**About this exercise:** From the listing below, work out how many lines contain "ClientOptions"; the answer is that number and nothing more.

== Given data

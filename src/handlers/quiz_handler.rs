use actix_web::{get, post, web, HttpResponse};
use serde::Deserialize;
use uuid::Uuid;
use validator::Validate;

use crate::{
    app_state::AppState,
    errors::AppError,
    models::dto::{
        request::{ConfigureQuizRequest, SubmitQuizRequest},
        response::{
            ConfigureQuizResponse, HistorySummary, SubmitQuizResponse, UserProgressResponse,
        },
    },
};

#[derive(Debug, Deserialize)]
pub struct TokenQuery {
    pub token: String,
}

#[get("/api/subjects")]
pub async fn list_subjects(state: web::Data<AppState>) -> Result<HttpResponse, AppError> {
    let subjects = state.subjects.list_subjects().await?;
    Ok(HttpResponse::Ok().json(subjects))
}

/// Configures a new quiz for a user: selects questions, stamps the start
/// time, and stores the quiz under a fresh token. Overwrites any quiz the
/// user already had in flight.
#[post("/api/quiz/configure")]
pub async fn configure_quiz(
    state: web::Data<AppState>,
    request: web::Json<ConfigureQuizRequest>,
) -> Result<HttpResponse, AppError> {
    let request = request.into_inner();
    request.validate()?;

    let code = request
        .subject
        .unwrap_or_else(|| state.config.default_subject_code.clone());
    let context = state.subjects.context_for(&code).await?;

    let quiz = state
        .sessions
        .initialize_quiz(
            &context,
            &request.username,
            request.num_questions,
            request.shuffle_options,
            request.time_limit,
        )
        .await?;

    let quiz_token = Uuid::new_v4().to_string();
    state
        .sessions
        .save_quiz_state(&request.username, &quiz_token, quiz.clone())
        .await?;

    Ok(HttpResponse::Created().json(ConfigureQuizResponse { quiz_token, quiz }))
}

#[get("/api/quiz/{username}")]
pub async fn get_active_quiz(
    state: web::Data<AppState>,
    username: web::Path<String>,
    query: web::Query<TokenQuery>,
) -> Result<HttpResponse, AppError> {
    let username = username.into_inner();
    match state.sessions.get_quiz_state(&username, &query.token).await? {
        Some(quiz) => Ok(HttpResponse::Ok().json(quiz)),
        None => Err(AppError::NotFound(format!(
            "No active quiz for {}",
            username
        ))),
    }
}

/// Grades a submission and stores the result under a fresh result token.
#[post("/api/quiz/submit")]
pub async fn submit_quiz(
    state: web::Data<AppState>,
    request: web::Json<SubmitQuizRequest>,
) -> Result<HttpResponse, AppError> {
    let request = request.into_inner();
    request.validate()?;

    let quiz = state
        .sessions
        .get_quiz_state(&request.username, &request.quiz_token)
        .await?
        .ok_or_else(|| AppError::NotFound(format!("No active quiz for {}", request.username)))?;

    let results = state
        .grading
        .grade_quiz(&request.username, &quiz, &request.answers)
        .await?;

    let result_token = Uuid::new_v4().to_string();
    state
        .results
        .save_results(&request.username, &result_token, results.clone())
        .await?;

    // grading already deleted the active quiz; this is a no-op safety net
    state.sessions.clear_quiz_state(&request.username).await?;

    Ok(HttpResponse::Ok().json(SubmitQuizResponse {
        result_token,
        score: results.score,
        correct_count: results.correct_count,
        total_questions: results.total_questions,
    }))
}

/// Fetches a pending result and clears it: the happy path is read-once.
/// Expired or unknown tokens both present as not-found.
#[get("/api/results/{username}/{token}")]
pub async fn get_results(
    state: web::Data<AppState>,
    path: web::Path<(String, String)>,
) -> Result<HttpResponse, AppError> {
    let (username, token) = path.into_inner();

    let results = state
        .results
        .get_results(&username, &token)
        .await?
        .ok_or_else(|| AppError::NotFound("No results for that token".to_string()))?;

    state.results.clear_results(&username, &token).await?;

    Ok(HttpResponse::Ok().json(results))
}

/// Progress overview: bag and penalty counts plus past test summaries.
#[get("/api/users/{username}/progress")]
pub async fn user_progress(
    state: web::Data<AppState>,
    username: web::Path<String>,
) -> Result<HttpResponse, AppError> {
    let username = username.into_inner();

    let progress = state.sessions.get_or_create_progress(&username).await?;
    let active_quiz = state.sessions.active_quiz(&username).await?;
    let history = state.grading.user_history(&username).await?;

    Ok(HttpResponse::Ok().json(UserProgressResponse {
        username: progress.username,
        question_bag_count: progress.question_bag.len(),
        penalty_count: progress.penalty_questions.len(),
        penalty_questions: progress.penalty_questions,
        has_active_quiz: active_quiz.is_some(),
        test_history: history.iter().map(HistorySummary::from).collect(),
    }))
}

====
== Given data

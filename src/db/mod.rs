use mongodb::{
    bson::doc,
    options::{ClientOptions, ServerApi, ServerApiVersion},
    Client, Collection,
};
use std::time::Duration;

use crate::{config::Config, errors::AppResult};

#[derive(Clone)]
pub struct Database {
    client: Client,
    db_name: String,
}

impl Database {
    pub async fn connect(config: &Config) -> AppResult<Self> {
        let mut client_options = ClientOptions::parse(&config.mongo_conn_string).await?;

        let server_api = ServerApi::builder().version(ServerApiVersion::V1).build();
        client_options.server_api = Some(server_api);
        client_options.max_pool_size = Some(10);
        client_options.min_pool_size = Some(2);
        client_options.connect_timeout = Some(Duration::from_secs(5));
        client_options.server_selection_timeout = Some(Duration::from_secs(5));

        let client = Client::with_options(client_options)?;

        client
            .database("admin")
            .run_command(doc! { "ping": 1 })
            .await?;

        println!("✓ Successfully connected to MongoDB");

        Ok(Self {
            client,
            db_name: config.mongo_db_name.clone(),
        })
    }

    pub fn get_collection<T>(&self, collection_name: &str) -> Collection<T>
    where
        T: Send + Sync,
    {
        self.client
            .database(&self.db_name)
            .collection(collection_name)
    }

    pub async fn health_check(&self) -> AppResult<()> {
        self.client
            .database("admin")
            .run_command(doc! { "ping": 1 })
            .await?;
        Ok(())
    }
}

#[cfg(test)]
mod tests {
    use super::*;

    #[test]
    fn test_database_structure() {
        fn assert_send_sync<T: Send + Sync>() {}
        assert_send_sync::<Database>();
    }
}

====
== Given data

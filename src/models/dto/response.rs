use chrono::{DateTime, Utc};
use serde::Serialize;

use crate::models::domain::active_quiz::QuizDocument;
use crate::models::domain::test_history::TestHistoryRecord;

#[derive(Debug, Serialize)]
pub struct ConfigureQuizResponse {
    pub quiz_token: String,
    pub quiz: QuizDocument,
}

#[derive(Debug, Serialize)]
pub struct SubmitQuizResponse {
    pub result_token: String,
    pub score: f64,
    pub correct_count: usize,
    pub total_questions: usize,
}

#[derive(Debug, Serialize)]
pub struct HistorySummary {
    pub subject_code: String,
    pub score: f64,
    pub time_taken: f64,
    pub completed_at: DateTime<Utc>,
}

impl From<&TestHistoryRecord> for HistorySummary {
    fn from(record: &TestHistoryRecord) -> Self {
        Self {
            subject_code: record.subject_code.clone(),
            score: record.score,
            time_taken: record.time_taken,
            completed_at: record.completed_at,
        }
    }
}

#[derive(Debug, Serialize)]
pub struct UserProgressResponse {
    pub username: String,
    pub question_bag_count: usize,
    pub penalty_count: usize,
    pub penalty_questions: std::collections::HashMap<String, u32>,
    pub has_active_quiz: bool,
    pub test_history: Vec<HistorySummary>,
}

====

**Result of the exercise:** 2